Prolonged postoperative ileus (PPOI) is a common complication following laparoscopic colorectal cancer surgery, which is closely associated with systemic inflammatory responses triggered by surgical trauma.

Objective

This study aimed to investigate the relationships between age, serum IL-6 levels at 24 h postoperatively, and PPOI following laparoscopic radical resection for colorectal cancer and to evaluate their indicative value for PPOI.

Methods

From March to November 2025, 106 patients who were diagnosed with colorectal cancer preoperatively were prospectively enrolled. After screening, 76 cases were ultimately included.

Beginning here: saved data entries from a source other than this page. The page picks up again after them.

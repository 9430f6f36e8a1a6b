//! Persistence adapter: debounced, atomic-rename text files holding each
//! switch's port settings.

use std::fs;
use std::io::Write as _;
use std::path::{Path, PathBuf};
use std::time::Duration;

use log::{debug, info, warn};

use crate::port::Parity;
use crate::switch::Switch;
use crate::timer::{TimerKind, TimerWheel};

pub const DEBOUNCE: Duration = Duration::from_secs(1);

fn path_for(dir: &Path, switch_name: &str) -> PathBuf {
    dir.join(switch_name)
}

/// Schedules a debounced write for `switch_index` 1 second from now, unless
/// one is already pending. A no-op if no persistent directory is
/// configured.
pub fn schedule_write(switch: &mut Switch, switch_index: usize, dir: Option<&Path>, wheel: &mut TimerWheel) {
    if dir.is_none() {
        return;
    }
    if switch.persist_timer.is_some() {
        return;
    }
    switch.persist_timer = Some(wheel.add(DEBOUNCE, TimerKind::Persist { switch: switch_index }));
}

/// Writes the current port settings for one switch to `<dir>/<name>`,
/// through a `.new` temp file and a rename so readers never observe a
/// partial write.
pub fn write(switch: &Switch, dir: &Path) -> std::io::Result<()> {
    let filename = path_for(dir, &switch.name);
    let tmpname = filename.with_extension("new");

    let mut out = String::new();
    out.push_str("# baud parity powered timeout\n");
    out.push_str("# >description\n");
    for port in &switch.ports[1..] {
        let p = &port.params;
        out.push_str(&format!("{} {} {} {}\n", p.baud_rate, p.parity, p.powered, p.request_timeout_ms));
        out.push('>');
        out.push_str(&String::from_utf8_lossy(&p.description));
        out.push('\n');
    }

    {
        let mut f = fs::File::create(&tmpname)?;
        f.write_all(out.as_bytes())?;
    }
    fs::rename(&tmpname, &filename)?;
    debug!("switch {}: wrote persistent settings to {}", switch.name, filename.display());
    Ok(())
}

/// Loads `<dir>/<name>` into `switch`'s ports, tolerating a missing file
/// (a switch seen for the first time has none yet). A malformed file is
/// logged and otherwise ignored rather than aborting the daemon, since
/// other switches may already be running on the reactor.
pub fn load(switch: &mut Switch, dir: &Path) {
    let filename = path_for(dir, &switch.name);
    let text = match fs::read_to_string(&filename) {
        Ok(t) => t,
        Err(e) if e.kind() == std::io::ErrorKind::NotFound => {
            info!("switch {}: no persistent settings at {}", switch.name, filename.display());
            return;
        }
        Err(e) => {
            warn!("switch {}: cannot read {}: {e}", switch.name, filename.display());
            return;
        }
    };

    info!("switch {}: loading persistent settings from {}", switch.name, filename.display());

    let mut port_index = 1usize;
    for (lineno, line) in text.lines().enumerate() {
        if line.is_empty() || line.starts_with('#') {
            continue;
        }
        if let Some(desc) = line.strip_prefix('>') {
            if port_index <= 1 {
                warn!("switch {}: {}:{}: description before any port settings", switch.name, filename.display(), lineno + 1);
                continue;
            }
            switch.ports[port_index - 1].params.set_description(desc);
            continue;
        }

        let fields: Vec<&str> = line.split_whitespace().collect();
        let (Some(baud), Some(parity), Some(powered), Some(timeout)) = (
            fields.get(0).and_then(|s| s.parse::<u32>().ok()),
            fields.get(1).and_then(|s| s.parse::<u8>().ok()),
            fields.get(2).and_then(|s| s.parse::<u8>().ok()),
            fields.get(3).and_then(|s| s.parse::<u16>().ok()),
        ) else {
            warn!("switch {}: {}:{}: parse error", switch.name, filename.display(), lineno + 1);
            continue;
        };
        if port_index >= switch.ports.len() {
            warn!("switch {}: {}: too many ports", switch.name, filename.display());
            break;
        }
        if Parity::from_u16(parity as u16).is_none() {
            warn!("switch {}: {}:{}: invalid parity {parity}", switch.name, filename.display(), lineno + 1);
            continue;
        }
        let port = &mut switch.ports[port_index];
        port.params.baud_rate = baud;
        port.params.parity = parity;
        port.params.powered = powered;
        port.params.request_timeout_ms = timeout;
        port_index += 1;
    }

    if port_index != switch.ports.len() {
        warn!(
            "switch {}: {} lines covered fewer than {} ports",
            switch.name,
            filename.display(),
            switch.ports.len() - 1
        );
    }
}

#[cfg(test)]
mod tests {
    use super::*;
    use crate::config::SwitchConfig;
    use tempfile::tempdir;

    fn cfg() -> SwitchConfig {
        SwitchConfig { name: "rack-a".into(), serial: None, tcp_port_base: 4300 }
    }

    #[test]
    fn round_trips_port_settings() {
        let dir = tempdir().unwrap();
        let mut sw = Switch::new(&cfg());
        sw.ports[3].params.baud_rate = 9600;
        sw.ports[3].params.parity = 1;
        sw.ports[3].params.powered = 1;
        sw.ports[3].params.request_timeout_ms = 2000;
        sw.ports[3].params.set_description("pump");

        write(&sw, dir.path()).unwrap();

        let mut sw2 = Switch::new(&cfg());
        load(&mut sw2, dir.path());
        assert_eq!(sw2.ports[3].params.baud_rate, 9600);
        assert_eq!(sw2.ports[3].params.parity, 1);
        assert_eq!(sw2.ports[3].params.powered, 1);
        assert_eq!(sw2.ports[3].params.request_timeout_ms, 2000);
        assert_eq!(&sw2.ports[3].params.description, b"pump    ");
    }

    #[test]
    fn missing_file_is_not_an_error() {
        let dir = tempdir().unwrap();
        let mut sw = Switch::new(&cfg());
        load(&mut sw, dir.path()); // must not panic
        assert_eq!(sw.ports[1].params.baud_rate, 19200);
    }

    #[test]
    fn comments_and_blanks_are_ignored() {
        let dir = tempdir().unwrap();
        let path = dir.path().join("rack-a");
        let mut body = String::from("# baud parity powered timeout\n\n");
        for _ in 1..9 {
            body.push_str("9600 0 0 1000\n>        \n");
        }
        fs::write(&path, body).unwrap();

        let mut sw = Switch::new(&cfg());
        load(&mut sw, dir.path());
        assert_eq!(sw.ports[1].params.baud_rate, 9600);
        assert_eq!(sw.ports[8].params.baud_rate, 9600);
    }
}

Univariate and multivariate logistic regression analyses identified independent risk factors, and receiver operating characteristic curves clarified the predictive value of relevant indicators for PPOI.Finally, an internal validation was conducted using Bootstrap.

Results

The incidence of PPOI was 26.32%. After univariate and multivariate analyses were performed, age and postoperative 24-hour serum IL-6 concentration were identified as independent risk factors for PPOI. Combined analysis based on these independent risk factors yielded an area under the receiver operating characteristic curve (AUROC) of 0.822 (95% CI: 0.712–0.932).After 1000 bootstrap internal validation corrections, the AUROC of the model was 0.830 .Statistical analysis identified patients aged ≥ 65 years and with a postoperative 24-hour serum IL-6 concentration ≥ 109 pg/mL had a significantly increased incidence of PPOI.

Conclusion

The ROC curve analysis demonstrated that patients aged ≥ 65 years and those with postoperative 24 h serum IL-6 ≥ 109 pg/mL were defined as high risk cases. These findings can guide clinicians to implement intensive monitoring and individualized intervention for such high risk postoperative patients. Meanwhile, these findings may inform future large-scale, multicenter prospective studies.